Go through the entries and copy every line that has the string "ServeArgs" in it.

Stored data entries

═══

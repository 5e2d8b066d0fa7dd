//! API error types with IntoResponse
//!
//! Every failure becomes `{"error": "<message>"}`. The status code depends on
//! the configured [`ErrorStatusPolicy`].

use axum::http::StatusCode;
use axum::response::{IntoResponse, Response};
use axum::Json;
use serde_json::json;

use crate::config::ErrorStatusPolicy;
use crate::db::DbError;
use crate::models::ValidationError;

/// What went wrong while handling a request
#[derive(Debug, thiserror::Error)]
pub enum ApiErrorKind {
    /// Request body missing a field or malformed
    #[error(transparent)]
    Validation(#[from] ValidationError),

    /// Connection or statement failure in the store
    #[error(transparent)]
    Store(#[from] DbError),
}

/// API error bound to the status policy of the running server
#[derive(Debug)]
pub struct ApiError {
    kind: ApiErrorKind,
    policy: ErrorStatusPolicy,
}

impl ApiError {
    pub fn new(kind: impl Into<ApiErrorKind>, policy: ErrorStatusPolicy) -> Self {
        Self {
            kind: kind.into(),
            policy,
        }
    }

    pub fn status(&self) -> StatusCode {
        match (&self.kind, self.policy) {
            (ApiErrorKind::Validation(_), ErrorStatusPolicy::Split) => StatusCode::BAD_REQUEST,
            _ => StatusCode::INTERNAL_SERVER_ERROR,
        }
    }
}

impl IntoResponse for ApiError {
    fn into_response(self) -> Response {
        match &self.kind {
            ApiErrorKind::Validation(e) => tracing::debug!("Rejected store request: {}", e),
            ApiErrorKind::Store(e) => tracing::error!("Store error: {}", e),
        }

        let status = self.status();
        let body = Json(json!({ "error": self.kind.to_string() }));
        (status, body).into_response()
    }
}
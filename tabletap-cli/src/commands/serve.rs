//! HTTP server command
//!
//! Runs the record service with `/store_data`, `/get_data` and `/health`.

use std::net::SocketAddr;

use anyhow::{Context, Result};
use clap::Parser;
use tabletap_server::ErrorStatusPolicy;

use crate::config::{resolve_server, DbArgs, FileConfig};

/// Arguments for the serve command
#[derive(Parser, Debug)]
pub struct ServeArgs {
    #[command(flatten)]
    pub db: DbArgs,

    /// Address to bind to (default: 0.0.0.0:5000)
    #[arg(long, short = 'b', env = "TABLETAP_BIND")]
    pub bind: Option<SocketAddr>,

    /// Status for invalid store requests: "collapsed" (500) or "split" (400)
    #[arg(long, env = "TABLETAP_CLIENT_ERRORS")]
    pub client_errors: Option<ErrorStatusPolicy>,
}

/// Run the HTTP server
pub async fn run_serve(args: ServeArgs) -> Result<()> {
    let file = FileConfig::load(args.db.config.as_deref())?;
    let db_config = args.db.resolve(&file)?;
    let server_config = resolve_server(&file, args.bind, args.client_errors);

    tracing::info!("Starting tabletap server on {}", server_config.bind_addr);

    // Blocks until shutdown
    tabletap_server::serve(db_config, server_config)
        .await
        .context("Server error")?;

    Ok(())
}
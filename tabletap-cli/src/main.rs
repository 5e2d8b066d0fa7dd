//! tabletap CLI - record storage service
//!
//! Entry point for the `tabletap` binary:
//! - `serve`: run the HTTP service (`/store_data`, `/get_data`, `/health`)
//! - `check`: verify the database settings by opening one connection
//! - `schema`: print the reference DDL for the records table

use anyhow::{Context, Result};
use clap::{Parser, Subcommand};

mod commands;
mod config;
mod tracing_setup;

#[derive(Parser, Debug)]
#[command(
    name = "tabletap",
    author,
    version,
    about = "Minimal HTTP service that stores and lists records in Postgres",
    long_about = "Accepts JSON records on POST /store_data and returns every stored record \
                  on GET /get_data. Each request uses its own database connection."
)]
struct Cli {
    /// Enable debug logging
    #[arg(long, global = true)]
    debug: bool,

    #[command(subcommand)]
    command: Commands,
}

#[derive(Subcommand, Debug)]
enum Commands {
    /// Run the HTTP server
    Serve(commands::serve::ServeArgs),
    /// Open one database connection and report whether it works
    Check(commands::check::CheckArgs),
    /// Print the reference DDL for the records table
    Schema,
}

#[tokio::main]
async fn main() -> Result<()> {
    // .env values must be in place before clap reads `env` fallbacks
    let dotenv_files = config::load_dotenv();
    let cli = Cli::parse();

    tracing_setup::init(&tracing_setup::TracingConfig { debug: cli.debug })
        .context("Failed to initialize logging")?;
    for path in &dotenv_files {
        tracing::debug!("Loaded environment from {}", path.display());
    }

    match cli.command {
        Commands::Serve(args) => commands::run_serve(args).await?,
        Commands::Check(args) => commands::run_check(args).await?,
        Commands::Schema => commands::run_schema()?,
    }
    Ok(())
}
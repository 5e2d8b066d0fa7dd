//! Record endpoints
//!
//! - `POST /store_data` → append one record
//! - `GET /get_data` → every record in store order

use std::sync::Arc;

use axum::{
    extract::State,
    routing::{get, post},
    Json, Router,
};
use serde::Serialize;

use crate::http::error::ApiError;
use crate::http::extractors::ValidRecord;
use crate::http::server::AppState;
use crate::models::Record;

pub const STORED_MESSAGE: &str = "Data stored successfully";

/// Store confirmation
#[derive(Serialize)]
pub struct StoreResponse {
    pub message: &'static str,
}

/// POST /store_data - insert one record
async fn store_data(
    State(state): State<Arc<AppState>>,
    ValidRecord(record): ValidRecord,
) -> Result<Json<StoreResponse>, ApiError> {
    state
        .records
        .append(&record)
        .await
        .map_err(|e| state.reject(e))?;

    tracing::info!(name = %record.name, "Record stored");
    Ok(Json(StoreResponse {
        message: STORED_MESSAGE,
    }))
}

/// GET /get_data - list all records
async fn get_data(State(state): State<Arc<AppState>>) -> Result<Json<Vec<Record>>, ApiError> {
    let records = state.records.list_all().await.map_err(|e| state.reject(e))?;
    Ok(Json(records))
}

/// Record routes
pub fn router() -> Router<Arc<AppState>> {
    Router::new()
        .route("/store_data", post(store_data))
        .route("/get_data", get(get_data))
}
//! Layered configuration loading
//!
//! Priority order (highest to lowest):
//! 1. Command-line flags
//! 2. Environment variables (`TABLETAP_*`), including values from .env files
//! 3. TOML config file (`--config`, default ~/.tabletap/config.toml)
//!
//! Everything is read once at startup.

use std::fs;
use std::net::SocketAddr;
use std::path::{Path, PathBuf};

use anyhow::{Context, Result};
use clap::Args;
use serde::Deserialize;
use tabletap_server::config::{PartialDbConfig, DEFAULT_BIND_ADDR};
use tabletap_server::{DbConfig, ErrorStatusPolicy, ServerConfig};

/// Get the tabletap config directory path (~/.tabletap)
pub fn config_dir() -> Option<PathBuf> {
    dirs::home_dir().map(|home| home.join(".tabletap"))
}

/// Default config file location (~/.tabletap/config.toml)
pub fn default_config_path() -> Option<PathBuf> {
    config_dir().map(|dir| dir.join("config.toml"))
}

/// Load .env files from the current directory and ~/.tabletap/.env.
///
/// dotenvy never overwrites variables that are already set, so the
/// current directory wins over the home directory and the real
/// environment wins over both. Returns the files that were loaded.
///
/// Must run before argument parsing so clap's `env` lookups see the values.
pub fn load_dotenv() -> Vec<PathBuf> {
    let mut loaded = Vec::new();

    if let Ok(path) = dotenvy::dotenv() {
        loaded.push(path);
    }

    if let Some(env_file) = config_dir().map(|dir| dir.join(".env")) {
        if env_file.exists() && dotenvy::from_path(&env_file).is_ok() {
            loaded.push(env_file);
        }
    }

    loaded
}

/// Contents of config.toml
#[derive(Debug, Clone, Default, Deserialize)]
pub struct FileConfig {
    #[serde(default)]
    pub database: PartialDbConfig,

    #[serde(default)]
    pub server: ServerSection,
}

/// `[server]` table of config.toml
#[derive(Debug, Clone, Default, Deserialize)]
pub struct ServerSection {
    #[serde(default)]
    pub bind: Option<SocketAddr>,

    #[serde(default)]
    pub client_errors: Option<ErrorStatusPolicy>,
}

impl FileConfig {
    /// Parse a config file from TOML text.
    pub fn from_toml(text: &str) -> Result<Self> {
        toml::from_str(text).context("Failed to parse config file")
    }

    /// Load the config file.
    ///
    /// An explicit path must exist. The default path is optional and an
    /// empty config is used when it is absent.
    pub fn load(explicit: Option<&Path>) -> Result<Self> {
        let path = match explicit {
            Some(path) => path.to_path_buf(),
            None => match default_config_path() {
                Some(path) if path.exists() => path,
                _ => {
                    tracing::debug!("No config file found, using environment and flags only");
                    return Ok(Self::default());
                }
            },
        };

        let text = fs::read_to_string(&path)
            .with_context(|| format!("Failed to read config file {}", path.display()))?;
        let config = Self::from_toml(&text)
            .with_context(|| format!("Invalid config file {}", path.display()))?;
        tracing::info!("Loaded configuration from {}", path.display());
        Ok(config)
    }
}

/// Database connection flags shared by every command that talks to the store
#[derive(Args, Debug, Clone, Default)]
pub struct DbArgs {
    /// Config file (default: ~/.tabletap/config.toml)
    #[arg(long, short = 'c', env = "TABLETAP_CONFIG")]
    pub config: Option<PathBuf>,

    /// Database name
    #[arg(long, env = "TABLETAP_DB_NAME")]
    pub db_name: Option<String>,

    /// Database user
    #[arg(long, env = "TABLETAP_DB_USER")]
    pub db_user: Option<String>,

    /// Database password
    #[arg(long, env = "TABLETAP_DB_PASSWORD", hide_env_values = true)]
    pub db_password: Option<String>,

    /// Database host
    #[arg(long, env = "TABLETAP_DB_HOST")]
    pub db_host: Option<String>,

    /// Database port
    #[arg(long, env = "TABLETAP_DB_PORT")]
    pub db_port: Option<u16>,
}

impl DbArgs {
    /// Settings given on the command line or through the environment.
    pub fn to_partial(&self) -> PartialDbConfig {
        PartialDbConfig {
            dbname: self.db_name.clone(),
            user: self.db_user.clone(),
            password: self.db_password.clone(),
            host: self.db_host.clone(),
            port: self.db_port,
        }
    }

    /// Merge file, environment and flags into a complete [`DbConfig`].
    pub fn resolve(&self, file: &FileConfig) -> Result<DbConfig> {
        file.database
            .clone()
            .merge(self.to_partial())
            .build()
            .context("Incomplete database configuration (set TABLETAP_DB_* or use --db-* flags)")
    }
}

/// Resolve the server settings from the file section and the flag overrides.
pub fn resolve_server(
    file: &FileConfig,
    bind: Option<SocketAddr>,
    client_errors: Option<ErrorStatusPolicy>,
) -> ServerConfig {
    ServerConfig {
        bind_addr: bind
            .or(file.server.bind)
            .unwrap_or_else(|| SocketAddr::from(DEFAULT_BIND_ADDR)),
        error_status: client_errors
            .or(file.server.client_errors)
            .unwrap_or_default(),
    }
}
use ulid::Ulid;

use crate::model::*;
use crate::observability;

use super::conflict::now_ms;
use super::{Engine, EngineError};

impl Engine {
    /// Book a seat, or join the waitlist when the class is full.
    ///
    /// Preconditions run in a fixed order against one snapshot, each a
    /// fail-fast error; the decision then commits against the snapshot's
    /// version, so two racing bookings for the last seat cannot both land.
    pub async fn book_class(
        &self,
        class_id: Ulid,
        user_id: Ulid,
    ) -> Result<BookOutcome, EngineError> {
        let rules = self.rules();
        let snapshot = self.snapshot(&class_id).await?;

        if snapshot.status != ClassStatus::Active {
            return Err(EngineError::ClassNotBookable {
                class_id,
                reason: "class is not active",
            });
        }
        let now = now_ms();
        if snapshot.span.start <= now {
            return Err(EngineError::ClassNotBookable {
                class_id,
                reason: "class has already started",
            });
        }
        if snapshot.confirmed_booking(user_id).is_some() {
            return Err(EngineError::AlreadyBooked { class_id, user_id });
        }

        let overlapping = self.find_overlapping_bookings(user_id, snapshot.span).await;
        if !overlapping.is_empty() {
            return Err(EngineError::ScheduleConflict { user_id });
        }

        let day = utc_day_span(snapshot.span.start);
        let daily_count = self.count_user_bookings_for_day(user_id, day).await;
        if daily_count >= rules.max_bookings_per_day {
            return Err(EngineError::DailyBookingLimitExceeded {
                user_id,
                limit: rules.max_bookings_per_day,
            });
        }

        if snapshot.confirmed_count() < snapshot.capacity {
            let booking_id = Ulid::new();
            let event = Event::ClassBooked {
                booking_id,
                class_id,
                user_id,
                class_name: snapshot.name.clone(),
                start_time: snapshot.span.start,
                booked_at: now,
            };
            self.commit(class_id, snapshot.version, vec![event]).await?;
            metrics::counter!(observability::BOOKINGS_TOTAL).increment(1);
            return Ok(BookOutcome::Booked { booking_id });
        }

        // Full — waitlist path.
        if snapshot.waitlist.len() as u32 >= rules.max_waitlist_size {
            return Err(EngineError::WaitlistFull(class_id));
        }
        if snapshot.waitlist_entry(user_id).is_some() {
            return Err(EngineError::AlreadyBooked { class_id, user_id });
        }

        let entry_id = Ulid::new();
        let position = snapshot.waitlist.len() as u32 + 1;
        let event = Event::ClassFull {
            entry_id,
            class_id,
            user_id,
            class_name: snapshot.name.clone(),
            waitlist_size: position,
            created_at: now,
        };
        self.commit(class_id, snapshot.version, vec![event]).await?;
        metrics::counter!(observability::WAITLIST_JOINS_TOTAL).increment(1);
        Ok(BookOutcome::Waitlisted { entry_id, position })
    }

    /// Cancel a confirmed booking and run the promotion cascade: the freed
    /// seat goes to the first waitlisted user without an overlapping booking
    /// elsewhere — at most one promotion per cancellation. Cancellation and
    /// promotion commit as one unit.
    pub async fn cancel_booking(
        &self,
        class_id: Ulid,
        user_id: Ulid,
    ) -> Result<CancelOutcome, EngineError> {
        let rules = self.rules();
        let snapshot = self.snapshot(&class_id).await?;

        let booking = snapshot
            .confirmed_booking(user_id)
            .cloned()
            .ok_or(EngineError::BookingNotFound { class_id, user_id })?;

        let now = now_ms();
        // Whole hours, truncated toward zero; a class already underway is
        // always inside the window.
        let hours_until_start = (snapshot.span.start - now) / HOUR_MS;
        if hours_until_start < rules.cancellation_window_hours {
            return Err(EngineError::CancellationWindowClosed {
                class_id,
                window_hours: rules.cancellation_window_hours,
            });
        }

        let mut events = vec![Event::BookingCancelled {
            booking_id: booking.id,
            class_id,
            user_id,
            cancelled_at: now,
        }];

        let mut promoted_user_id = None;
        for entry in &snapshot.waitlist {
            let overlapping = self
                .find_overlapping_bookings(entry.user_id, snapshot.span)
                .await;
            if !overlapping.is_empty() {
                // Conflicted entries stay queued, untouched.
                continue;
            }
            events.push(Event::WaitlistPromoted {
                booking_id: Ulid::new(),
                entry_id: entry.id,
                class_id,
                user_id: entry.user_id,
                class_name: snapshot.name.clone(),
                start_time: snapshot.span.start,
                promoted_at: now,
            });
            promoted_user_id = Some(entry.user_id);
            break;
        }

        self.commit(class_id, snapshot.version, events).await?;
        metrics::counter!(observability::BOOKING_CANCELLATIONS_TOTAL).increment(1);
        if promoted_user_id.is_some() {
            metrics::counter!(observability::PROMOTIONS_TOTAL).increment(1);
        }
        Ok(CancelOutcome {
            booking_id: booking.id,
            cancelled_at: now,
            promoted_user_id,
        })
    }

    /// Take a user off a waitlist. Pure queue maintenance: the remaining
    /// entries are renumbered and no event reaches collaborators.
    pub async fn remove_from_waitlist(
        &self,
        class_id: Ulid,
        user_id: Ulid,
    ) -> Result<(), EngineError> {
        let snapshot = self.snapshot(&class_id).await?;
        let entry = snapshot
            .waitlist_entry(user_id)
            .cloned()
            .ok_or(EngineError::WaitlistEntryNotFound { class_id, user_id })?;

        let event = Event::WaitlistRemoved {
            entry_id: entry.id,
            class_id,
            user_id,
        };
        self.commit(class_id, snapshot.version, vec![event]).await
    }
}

═══

=== REPLY ===
pub struct ServeArgs {
pub async fn run_serve(args: ServeArgs) -> Result<()> {
    Serve(commands::serve::ServeArgs),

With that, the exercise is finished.